For molecular evaluation, biopsy samples were dewaxed. DNA was extracted using the magnetic method (Maxewell®16 FFPE Tissue LEV DNA Purification Kit, Promega, Madison, WI). The Plexor®HY System (Promega) was used to determine the DNA concentration. Molecular testing became standard practice during the course of this study, so only some patients had genetic test results. The molecular methods used in our institution are described in ref. 39.

The same experienced neuropathologist (TS) performed all histopathological diagnoses blinded to the patient details. Tissue obtained by stereotactic biopsy was oligobiopsy material and therefore of small size; most samples did not exceed 1 mm in diameter. Features of malignancy included increased cell density, anaplasia, and degenerative changes such as necrosis (see Fig. 3). Due to the small amount of obtained tissue, the representative photomicrographs do not always contain the full set of histological features characteristic for a given type of tumor.

Statistical analysis and reproducibility

All analyses were conducted in PQStat v.1.8 (PQStat Software, Poznan, Poland). A p-value of <0.05 was considered statistically significant. Fisher’s exact test or the Fisher-Freeman-Halton test were calculated to investigate relationships between categorical variables.

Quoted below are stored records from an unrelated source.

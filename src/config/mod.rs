// src/config/mod.rs
//! Recorder configuration

pub mod constants;
pub mod loader;

pub use constants::*;
pub use loader::{ConfigError, ConfigLoader};

use crate::hal::{data_rate_bits, DeviceVariant, Gain};
use crate::storage::Encoding;
use serde::{Deserialize, Serialize};
use std::collections::HashSet;
use std::path::PathBuf;

/// Complete recorder configuration
#[derive(Debug, Deserialize, Serialize, Clone, PartialEq)]
pub struct RecorderConfig {
    #[serde(default)]
    pub station: StationSettings,
    #[serde(default)]
    pub acquisition: AcquisitionSettings,
    #[serde(default)]
    pub storage: StorageSettings,
    #[serde(default)]
    pub health: HealthSettings,
    #[serde(default = "defaults::channels")]
    pub channels: Vec<ChannelConfig>,
}

/// Station identification written into every output file
#[derive(Debug, Deserialize, Serialize, Clone, PartialEq)]
pub struct StationSettings {
    #[serde(default = "defaults::network")]
    pub network: String,

    #[serde(default = "defaults::station")]
    pub station: String,

    #[serde(default = "defaults::location")]
    pub location: String,
}

/// Cadence and window acceptance policy
#[derive(Debug, Deserialize, Serialize, Clone, PartialEq)]
pub struct AcquisitionSettings {
    /// Global output rate every channel is resampled to
    #[serde(default = "defaults::output_rate_hz")]
    pub output_rate_hz: u32,

    /// Accepted cycles between flushes
    #[serde(default = "defaults::flush_interval_s")]
    pub flush_interval_s: u32,

    /// Accepted deviation of a window's sample count from the channel rate
    #[serde(default = "defaults::count_tolerance")]
    pub count_tolerance: usize,

    /// Hand-off queue capacity, in seconds of samples
    #[serde(default = "defaults::queue_seconds")]
    pub queue_seconds: u32,
}

#[derive(Debug, Deserialize, Serialize, Clone, PartialEq)]
pub struct StorageSettings {
    #[serde(default = "defaults::output_dir")]
    pub output_dir: PathBuf,

    #[serde(default = "defaults::record_length")]
    pub record_length: usize,

    #[serde(default = "defaults::encoding")]
    pub encoding: Encoding,

    /// Cap on pending seconds per channel while writes keep failing
    #[serde(default = "defaults::max_retained_seconds")]
    pub max_retained_seconds: usize,
}

#[derive(Debug, Deserialize, Serialize, Clone, PartialEq)]
pub struct HealthSettings {
    #[serde(default = "defaults::health_enabled")]
    pub enabled: bool,

    #[serde(default = "defaults::check_interval_s")]
    pub check_interval_s: u64,

    #[serde(default = "defaults::ntpq_command")]
    pub ntpq_command: String,
}

/// One converter channel
#[derive(Debug, Deserialize, Serialize, Clone, PartialEq)]
pub struct ChannelConfig {
    /// SEED channel code, also used as the channel's display name
    pub name: String,

    pub i2c_address: u8,

    /// Host pin wired to the converter's ALERT/RDY output
    pub ready_pin: u8,

    #[serde(default = "defaults::gain")]
    pub gain: Gain,

    #[serde(default = "defaults::data_rate_sps")]
    pub data_rate_sps: u32,

    #[serde(default = "defaults::variant")]
    pub variant: DeviceVariant,

    #[serde(default = "defaults::enabled")]
    pub enabled: bool,
}

/// Default value providers using constants
mod defaults {
    use super::ChannelConfig;
    use crate::config::constants::*;
    use crate::hal::{DeviceVariant, Gain};
    use crate::storage::Encoding;
    use std::path::PathBuf;

    pub fn network() -> String { station::DEFAULT_NETWORK.to_string() }
    pub fn station() -> String { station::DEFAULT_STATION.to_string() }
    pub fn location() -> String { station::DEFAULT_LOCATION.to_string() }

    pub fn output_rate_hz() -> u32 { acquisition::DEFAULT_OUTPUT_RATE_HZ }
    pub fn flush_interval_s() -> u32 { acquisition::DEFAULT_FLUSH_INTERVAL_S }
    pub fn count_tolerance() -> usize { acquisition::DEFAULT_COUNT_TOLERANCE }
    pub fn queue_seconds() -> u32 { acquisition::DEFAULT_QUEUE_SECONDS }

    pub fn output_dir() -> PathBuf { PathBuf::from(storage::DEFAULT_OUTPUT_DIR) }
    pub fn record_length() -> usize { storage::DEFAULT_RECORD_LENGTH }
    pub fn encoding() -> Encoding { Encoding::Steim1 }
    pub fn max_retained_seconds() -> usize { storage::DEFAULT_MAX_RETAINED_SECONDS }

    pub fn health_enabled() -> bool { true }
    pub fn check_interval_s() -> u64 { health::DEFAULT_CHECK_INTERVAL_S }
    pub fn ntpq_command() -> String { health::NTPQ_COMMAND.to_string() }

    pub fn gain() -> Gain { Gain::One }
    pub fn data_rate_sps() -> u32 { hardware::DEFAULT_DATA_RATE_SPS }
    pub fn variant() -> DeviceVariant { DeviceVariant::Ads1114 }
    pub fn enabled() -> bool { true }

    pub fn channels() -> Vec<ChannelConfig> {
        [("001", 0x4a, 22), ("002", 0x49, 27), ("003", 0x48, 17)]
            .into_iter()
            .map(|(name, i2c_address, ready_pin)| ChannelConfig {
                name: name.to_string(),
                i2c_address,
                ready_pin,
                gain: gain(),
                data_rate_sps: data_rate_sps(),
                variant: variant(),
                enabled: enabled(),
            })
            .collect()
    }
}

impl Default for StationSettings {
    fn default() -> Self {
        Self {
            network: defaults::network(),
            station: defaults::station(),
            location: defaults::location(),
        }
    }
}

impl Default for AcquisitionSettings {
    fn default() -> Self {
        Self {
            output_rate_hz: defaults::output_rate_hz(),
            flush_interval_s: defaults::flush_interval_s(),
            count_tolerance: defaults::count_tolerance(),
            queue_seconds: defaults::queue_seconds(),
        }
    }
}

impl Default for StorageSettings {
    fn default() -> Self {
        Self {
            output_dir: defaults::output_dir(),
            record_length: defaults::record_length(),
            encoding: defaults::encoding(),
            max_retained_seconds: defaults::max_retained_seconds(),
        }
    }
}

impl Default for HealthSettings {
    fn default() -> Self {
        Self {
            enabled: defaults::health_enabled(),
            check_interval_s: defaults::check_interval_s(),
            ntpq_command: defaults::ntpq_command(),
        }
    }
}

impl Default for RecorderConfig {
    fn default() -> Self {
        Self {
            station: StationSettings::default(),
            acquisition: AcquisitionSettings::default(),
            storage: StorageSettings::default(),
            health: HealthSettings::default(),
            channels: defaults::channels(),
        }
    }
}

impl ChannelConfig {
    pub fn new(name: &str, i2c_address: u8, ready_pin: u8) -> Self {
        Self {
            name: name.to_string(),
            i2c_address,
            ready_pin,
            gain: defaults::gain(),
            data_rate_sps: defaults::data_rate_sps(),
            variant: defaults::variant(),
            enabled: defaults::enabled(),
        }
    }
}

impl RecorderConfig {
    /// Channels that take part in acquisition
    pub fn enabled_channels(&self) -> impl Iterator<Item = &ChannelConfig> {
        self.channels.iter().filter(|channel| channel.enabled)
    }

    /// Check field ranges and cross-field consistency
    ///
    /// The converter and pin budget is enforced separately by the supervisor,
    /// which reports it as resource exhaustion.
    pub fn validate(&self) -> Result<(), ConfigError> {
        let mut errors = Vec::new();

        let codes = [
            ("network", &self.station.network, station::MAX_NETWORK_LEN),
            ("station", &self.station.station, station::MAX_STATION_LEN),
            ("location", &self.station.location, station::MAX_LOCATION_LEN),
        ];
        for (field, value, max_len) in codes {
            if value.len() > max_len || !value.is_ascii() {
                errors.push(format!("station.{} '{}' must be at most {} ASCII characters", field, value, max_len));
            }
        }

        let output_rate = self.acquisition.output_rate_hz;
        if output_rate == 0 || output_rate > acquisition::MAX_OUTPUT_RATE_HZ {
            errors.push(format!(
                "acquisition.output_rate_hz {} must be in 1..={}",
                output_rate,
                acquisition::MAX_OUTPUT_RATE_HZ
            ));
        }
        if self.acquisition.flush_interval_s == 0 {
            errors.push("acquisition.flush_interval_s must be greater than 0".to_string());
        }
        if self.acquisition.queue_seconds == 0 {
            errors.push("acquisition.queue_seconds must be greater than 0".to_string());
        }

        let record_length = self.storage.record_length;
        if !record_length.is_power_of_two()
            || !(storage::MIN_RECORD_LENGTH..=storage::MAX_RECORD_LENGTH).contains(&record_length)
        {
            errors.push(format!(
                "storage.record_length {} must be a power of two in {}..={}",
                record_length,
                storage::MIN_RECORD_LENGTH,
                storage::MAX_RECORD_LENGTH
            ));
        }
        if self.health.check_interval_s == 0 {
            errors.push("health.check_interval_s must be greater than 0".to_string());
        }

        let mut names = HashSet::new();
        for channel in &self.channels {
            if channel.name.is_empty() || channel.name.len() > station::MAX_CHANNEL_LEN || !channel.name.is_ascii() {
                errors.push(format!(
                    "channel name '{}' must be 1..={} ASCII characters",
                    channel.name,
                    station::MAX_CHANNEL_LEN
                ));
            }
            if !names.insert(channel.name.as_str()) {
                errors.push(format!("channel name '{}' is used more than once", channel.name));
            }
            if !(hardware::MIN_I2C_ADDRESS..=hardware::MAX_I2C_ADDRESS).contains(&channel.i2c_address) {
                errors.push(format!(
                    "channel {} address 0x{:02x} outside 0x{:02x}..=0x{:02x}",
                    channel.name,
                    channel.i2c_address,
                    hardware::MIN_I2C_ADDRESS,
                    hardware::MAX_I2C_ADDRESS
                ));
            }
            if data_rate_bits(channel.variant, channel.data_rate_sps).is_none() {
                errors.push(format!(
                    "channel {} rate {} SPS is not supported by {:?}",
                    channel.name, channel.data_rate_sps, channel.variant
                ));
            }
        }

        if errors.is_empty() {
            Ok(())
        } else {
            Err(ConfigError::Validation(errors))
        }
    }

    /// Get configuration summary
    pub fn summary(&self) -> ConfigSummary {
        ConfigSummary {
            stream_prefix: format!(
                "{}.{}.{}",
                self.station.network, self.station.station, self.station.location
            ),
            enabled_channels: self.enabled_channels().map(|c| c.name.clone()).collect(),
            output_rate_hz: self.acquisition.output_rate_hz,
            flush_interval_s: self.acquisition.flush_interval_s,
            output_dir: self.storage.output_dir.clone(),
        }
    }
}

/// Configuration summary for display/logging
#[derive(Debug, Clone, Serialize)]
pub struct ConfigSummary {
    pub stream_prefix: String,
    pub enabled_channels: Vec<String>,
    pub output_rate_hz: u32,
    pub flush_interval_s: u32,
    pub output_dir: PathBuf,
}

Cohen’s kappa concordance coefficient (with linear weights) was calculated to determine the agreement of both assessments.

The normality of the distributions was tested with the Shapiro-Wilk test. To compare the variables, single-factor repeated-measures analysis of variance (ANOVA) with Tukey’s multiple comparison test or the Friedman test with the Dunn-Bonferroni multiple comparison test were computed. The unpaired t-test or Mann–Whitney test were used to compare variables between two groups, while the Kruskal–Wallis test with the Dunn-Bonferroni multiple comparison test was calculated to compare variables between more than two groups. ROC analysis was performed to determine the TBR threshold (cut-off) for discrimination of normal and tumor tissue with DeLong’s method. Sensitivity and specificity were determined using the Youden index.

Replication of the single tissue sample analysis was not performed however efforts to verify reproducibility were attempted by serial biopsy assessment and overall patients number. Multiple tumor samples per patient per target were evaluated and all results are presented in source data/ All techniques and reagents used for the analyses of this study had been previously optimized and validated in clinic. In general, please note that technical replicates from tumor biopsies were not performed due to limited sample volumes. Presented photomicrographs were double checked by blinded pathologist.

No statistical method was used to predetermine sample size. No data were excluded from the analyses. The experiments were not randomized. The investigators were not blinded to allocation during experiments and outcome assessment.

Findings apply to both sexes (11 male patients, 12 female patients), and sex and gender were not considered in the study design Sex was determined on self-reporting and collected in the source data. Consent was obtained for sharing of individual-level data. No compensation was given to the research participants that acknowledged the time and effort they provided in participating in the research.

Reporting summary

Further information on research design is available in the Nature Portfolio Reporting Summary linked to this article.